The experience of the COVID-19 pandemic, however, has challenged the easy association of rich countries with high state capacity. The United States and western Europe failed to contain, much less suppress, the virus with public health measures, while a number of poorer countries in East Asia performed much better. And here in the United States, the fumbling public health response was only the latest in a string of spectacular governing failures during the 21st century: most prominently, the intelligence breakdowns that led to the Iraq war, the ensuing bungled occupation of Iraq, the botched evacuation of New Orleans after Hurricane Katrina, and the meltdown of the highly but inappropriately regulated financial sector.
In light of these sobering experiences, it has become clear that high state capacity is not something we can take for granted.
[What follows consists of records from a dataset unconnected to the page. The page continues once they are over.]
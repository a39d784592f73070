// SPDX-License-Identifier: BUSL-1.1
// Copyright (c) 2026 Alfred Jean LLC

//! Daemon configuration, read from environment variables with built-in
//! defaults (spec.md §6: "No command-line flags in v0").
//!
//! This mirrors the teacher's `env.rs` centralized-env-access convention
//! without a flag-parsing dependency, since the spec explicitly excludes a
//! CLI surface for this process.

use std::net::SocketAddr;
use std::path::PathBuf;
use std::time::Duration;

/// Default node listener address (spec §6: TCP, `INADDR_ANY`, port 1999).
pub const DEFAULT_LISTEN_ADDR: &str = "0.0.0.0:1999";
const DEFAULT_CALL_TIMEOUT_MS: u64 = 30_000;
const DEFAULT_TIMEOUT_SWEEP_MS: u64 = 250;

/// Daemon configuration.
#[derive(Debug, Clone)]
pub struct Config {
    /// Where the node connection manager (C3) listens for peer sockets.
    pub listen_addr: SocketAddr,
    /// Unix socket the orchestrator facade (C5) publishes the public bus on.
    pub bus_socket: PathBuf,
    /// Per-node RPC deadline (spec §4.4 `IsolateAll.start`: "30-second timeout").
    pub call_timeout: Duration,
    /// How often the engine sweeps `pending_calls` for expired deadlines.
    /// Analogous to the teacher's `OJ_TIMER_CHECK_MS` override.
    pub timeout_sweep_interval: Duration,
}

impl Config {
    /// Load configuration from the environment, falling back to defaults.
    /// `DEFAULT_LISTEN_ADDR` is a compile-time constant known to parse; the
    /// `expect` below can only fire on a typo in that constant, not on
    /// anything observed at runtime.
    #[allow(clippy::expect_used)]
    pub fn from_env() -> Result<Self, ConfigError> {
        let listen_addr = match std::env::var("ORCHD_LISTEN_ADDR") {
            Ok(s) => s.parse().map_err(|_| ConfigError::InvalidListenAddr(s))?,
            Err(_) => DEFAULT_LISTEN_ADDR.parse().expect("default listen addr is valid"),
        };

        let bus_socket = match std::env::var("ORCHD_BUS_SOCKET") {
            Ok(s) => PathBuf::from(s),
            Err(_) => std::env::temp_dir().join("orchd.bus"),
        };

        let call_timeout = env_millis("ORCHD_CALL_TIMEOUT_MS", DEFAULT_CALL_TIMEOUT_MS)?;
        let timeout_sweep_interval = env_millis("ORCHD_TIMEOUT_SWEEP_MS", DEFAULT_TIMEOUT_SWEEP_MS)?;

        Ok(Self { listen_addr, bus_socket, call_timeout, timeout_sweep_interval })
    }
}

fn env_millis(var: &str, default: u64) -> Result<Duration, ConfigError> {
    match std::env::var(var) {
        Ok(s) => s
            .parse::<u64>()
            .map(Duration::from_millis)
            .map_err(|_| ConfigError::InvalidDuration(var.to_string(), s)),
        Err(_) => Ok(Duration::from_millis(default)),
    }
}

#[derive(Debug, thiserror::Error)]
pub enum ConfigError {
    #[error("ORCHD_LISTEN_ADDR={0:?} is not a valid socket address")]
    InvalidListenAddr(String),

    #[error("{0}={1:?} is not a valid number of milliseconds")]
    InvalidDuration(String, String),
}
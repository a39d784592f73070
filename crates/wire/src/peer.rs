// SPDX-License-Identifier: BUSL-1.1
// Copyright (c) 2026 Alfred Jean LLC

//! Node (peer) protocol: the object/interface/method surface exposed over
//! each accepted direct connection (spec §4.3, §6).

use serde::{Deserialize, Serialize};

/// `/org/freedesktop/DBus`, satisfying the peer's initial handshake.
pub const DBUS_OBJECT_PATH: &str = "/org/freedesktop/DBus";
pub const DBUS_INTERFACE: &str = "org.freedesktop.DBus";
pub const HELLO_METHOD: &str = "Hello";
/// The constant unique name every accepted peer is told it has (spec §4.3).
pub const STUB_UNIQUE_NAME: &str = ":1.0";

#[derive(Debug, Clone, Serialize, Deserialize, PartialEq)]
pub struct HelloReply {
    pub unique_name: String,
}

impl Default for HelloReply {
    fn default() -> Self {
        Self { unique_name: STUB_UNIQUE_NAME.to_string() }
    }
}

/// `/org/orch/peer`, interface `org.orch.Orchestrator.Peer`, method `Register`.
pub const PEER_OBJECT_PATH: &str = "/org/orch/peer";
pub const ORCHESTRATOR_PEER_INTERFACE: &str = "org.orch.Orchestrator.Peer";
pub const REGISTER_METHOD: &str = "Register";

#[derive(Debug, Clone, Serialize, Deserialize, PartialEq)]
pub struct RegisterRequest {
    pub name: String,
}

/// Interface exposed on the node's own peer object path once registered,
/// used for the outgoing `Isolate` call (spec §4.4, §6).
pub const NODE_PEER_INTERFACE: &str = "org.orch.Node.Peer";
pub const ISOLATE_METHOD: &str = "Isolate";

#[derive(Debug, Clone, Serialize, Deserialize, PartialEq)]
pub struct IsolateRequest {
    pub target: String,
}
Like beached fish suddenly appreciating the existence of water, we have come to recognize the crucial importance of state capacity because of shocks caused by its absence.
Here at the Niskanen Center, we see growing deficits in state capacity over recent decades as a matter of fundamental importance. At stake is not just the prospect for effective public policy in a wide variety of important domains; at this point, the legitimacy and continued vitality of liberal democracy are implicated as well. The fact is, around the world the fortunes of liberal democracy rise and fall with its perceived effectiveness in improving the lives of ordinary people. The economic catastrophe of the Great Depression was accompanied by the rise of fascism and democratic retreat; Allied victory in World War II and the ensuring postwar boom in the “free world” brought a wave of democratization; the collapse of the Soviet Union and its communist empire while the United States enjoyed another strong boom in the 1990s brought another, even stronger democratic wave; and most recently, the global financial crisis and the years of economic stagnation that followed have catalyzed the rise of authoritarian populism and deepening doubts about liberal democracy’s future.
Here in the United States, we have seen this same dynamic play out as declining state capacity has led to declining trust in government – and a growing impatience with the often messy and muddled workings of democracy. During the middle decades of the 20th century, a time we now look back on as a high-water mark for American state capacity (World War II mobilization, Manhattan Project, Marshall Plan, Berlin airlift, construction of the interstate highway system, Project Apollo), large majorities of the American public expressed trust in their government to do the right thing; beginning in the 1960s, public trust started spiraling downward and today has sunk to abysmal lows. Since the 1970s, after the disillusioning shocks of Vietnam and Watergate and the dispiriting end of the postwar boom years, almost every successful presidential candidate has adopted the pose of an outsider who will take on and clean up the growing dysfunction in Washington. In 2016, Americans got their monkey paw wish: A genuine outsider, with zero prior experience in government and zero attachment to the values, norms, and institutions of liberal democracy, squeaked into the White House with a decisive margin of support coming from people who disapproved of him but nonetheless voted for him “to shake things up.” Whether American liberal democracy will survive Donald Trump’s subsequent transformation of the Republican Party into its current nihilistic form remains an open question.
Motivated by this sobering assessment of the current situation, the Niskanen Center is launching a new Project on State Capacity to identify and analyze the key drivers of government dysfunction and propose institutional remedies. Our analysis implicates substantive issues of public policy, but the focus is deeper: the underlying ability of American government to formulate and execute policy in a competent fashion.